To some, he was an unsung hero on the Tigers' road to a World Series championship. To others, he was one of the best pinch-hitters the game has seen, a craftsman at an underrated task.

"Lenny Harris has the [pinch-hits] record, but a lot of people still think to this day Gates Brown was maybe the best pinch-hitter of all time," said Tigers manager Jim Leyland, who knew Brown for years in the organization.

Brown was an intimidating presence when he stepped to the plate. Those who knew him, however, got to know the personality of a teddy bear.

"Gates Brown was a big guy, but he was really a piece of cake, the nicest guy in the world," Price said. "You had thought that he would be real mean, but he wasn't. He was a fun-loving guy."

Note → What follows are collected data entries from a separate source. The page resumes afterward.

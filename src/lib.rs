//! Conversion between the UTF-8, UTF-16, and UTF-32 encodings.
//!
//! Every sequence crosses the API as a raw byte slice plus explicit
//! [`Endianness`] metadata: a UTF-32 stream is consecutive 4-byte code
//! units, a UTF-16 stream consecutive 2-byte units. Byte order is never
//! guessed; it is either declared by the caller or read from a leading
//! byte order mark by the `_with_bom` entry points, which strip the
//! marker and convert the remainder.
//!
//! All conversions are pure and stateless. On failure nothing of the
//! output is observable, so an `Err` is a clean no-op for the caller. The
//! UTF-8 decoder checks structure only (lead byte class, continuation
//! count); it does not reject overlong forms or encoded surrogates and is
//! therefore not a validator.

mod bom;
mod endian;
mod error;
mod utf16;
mod utf32;
mod utf8;

pub use bom::{
    detect_utf16_bom, detect_utf32_bom, matches_utf16_bom, matches_utf32_bom, utf16_bom,
    utf32_bom, UTF16_BE_BOM, UTF16_LE_BOM, UTF32_BE_BOM, UTF32_LE_BOM,
};
pub use endian::Endianness;
pub use error::ConvertError;
pub use utf16::{utf16_to_utf8, utf16_to_utf8_with_bom};
pub use utf32::{utf32_to_utf8, utf32_to_utf8_with_bom};
pub use utf8::utf8_to_utf32;

/// Appends the UTF-8 form of one code point, 1 to 4 bytes by magnitude.
pub(crate) fn push_codepoint(
    value: u32,
    offset: usize,
    target: &mut Vec<u8>,
) -> Result<(), ConvertError> {
    match value {
        ..=0x7F => target.push(value as u8),
        0x80..=0x7FF => {
            target.push(((value >> 6) & 0x1F) as u8 | 0xC0);
            target.push((value & 0x3F) as u8 | 0x80);
        }
        0x800..=0xFFFF => {
            target.push(((value >> 12) & 0x0F) as u8 | 0xE0);
            target.push(((value >> 6) & 0x3F) as u8 | 0x80);
            target.push((value & 0x3F) as u8 | 0x80);
        }
        0x10000..=0x10FFFF => {
            target.push(((value >> 18) & 0x07) as u8 | 0xF0);
            target.push(((value >> 12) & 0x3F) as u8 | 0x80);
            target.push(((value >> 6) & 0x3F) as u8 | 0x80);
            target.push((value & 0x3F) as u8 | 0x80);
        }
        _ => return Err(ConvertError::CodepointOutOfRange { value, offset }),
    }
    Ok(())
}
use itertools::Itertools;

use crate::{bom::detect_utf32_bom, endian::Endianness, error::ConvertError, push_codepoint};

/// Converts a marker-free UTF-32 byte stream to UTF-8.
///
/// The input is consecutive 4-byte code units in the given byte order.
pub fn utf32_to_utf8(units: &[u8], endianness: Endianness) -> Result<Vec<u8>, ConvertError> {
    if units.len() % 4 != 0 {
        return Err(ConvertError::TruncatedSequence {
            offset: units.len() - units.len() % 4,
        });
    }
    let mut target = Vec::with_capacity(units.len());
    for (i, (a, b, c, d)) in units.iter().copied().tuples().enumerate() {
        let value = endianness.read_u32([a, b, c, d]);
        push_codepoint(value, i * 4, &mut target)?;
    }
    Ok(target)
}

/// Converts a UTF-32 byte stream whose first unit is a byte order mark.
///
/// The marker declares the byte order of the remainder and is not part of
/// the output.
pub fn utf32_to_utf8_with_bom(units: &[u8]) -> Result<Vec<u8>, ConvertError> {
    if units.is_empty() {
        return Err(ConvertError::EmptyInput);
    }
    if units.len() < 4 {
        return Err(ConvertError::TruncatedSequence { offset: 0 });
    }
    let endianness = detect_utf32_bom([units[0], units[1], units[2], units[3]])
        .ok_or(ConvertError::UnrecognizedBom)?;
    utf32_to_utf8(&units[4..], endianness)
}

As great as his feats were in 1968, one of the best memories many teammates carried of him that year was a double, not a home run. He slid into second base safely and came up with ketchup and mustard stains from two hot dogs he had stashed in his jersey.

"I was in the locker room with him before Wally Moses or somebody grabbed him to come out of the locker room, and that's when he put the hot dogs in his jersey," Price said. "I went back to the bullpen and I said, 'Boys, watch out.' And of course, the rest is history."

Brown finished his career batting .251 (106-for-422) as a pinch-hitter with 16 home runs, 73 RBIs and a .779 OPS. He earned more starts as an outfielder in the early 1970s before retiring in '75.

Three years later, Brown was wearing the old English D again, this time as a coach. He earned another championship ring that way, serving as the hitting coach for the 1984 team that rolled to the World Series behind Kirk Gibson, Alan Trammell, Lou Whitaker and other sluggers.

Brown retired after that season, but he stayed in Detroit. He also stayed around the ballpark, showing up to sign autographs or chat with the next generations of players. His health, however, deteriorated in his later years. He took part in the 35th anniversary celebration of the 1968 team, his imposing frame in a wheelchair.

"I talked to him on the phone not long ago, and he was not doing well," Price said. "It's devastating news, it really is. What a great player, great hitter."

Fans, even those who were too young to remember him, never forgot what he meant to Detroit, taking advantage of a second chance to forge a life dedicated to the game.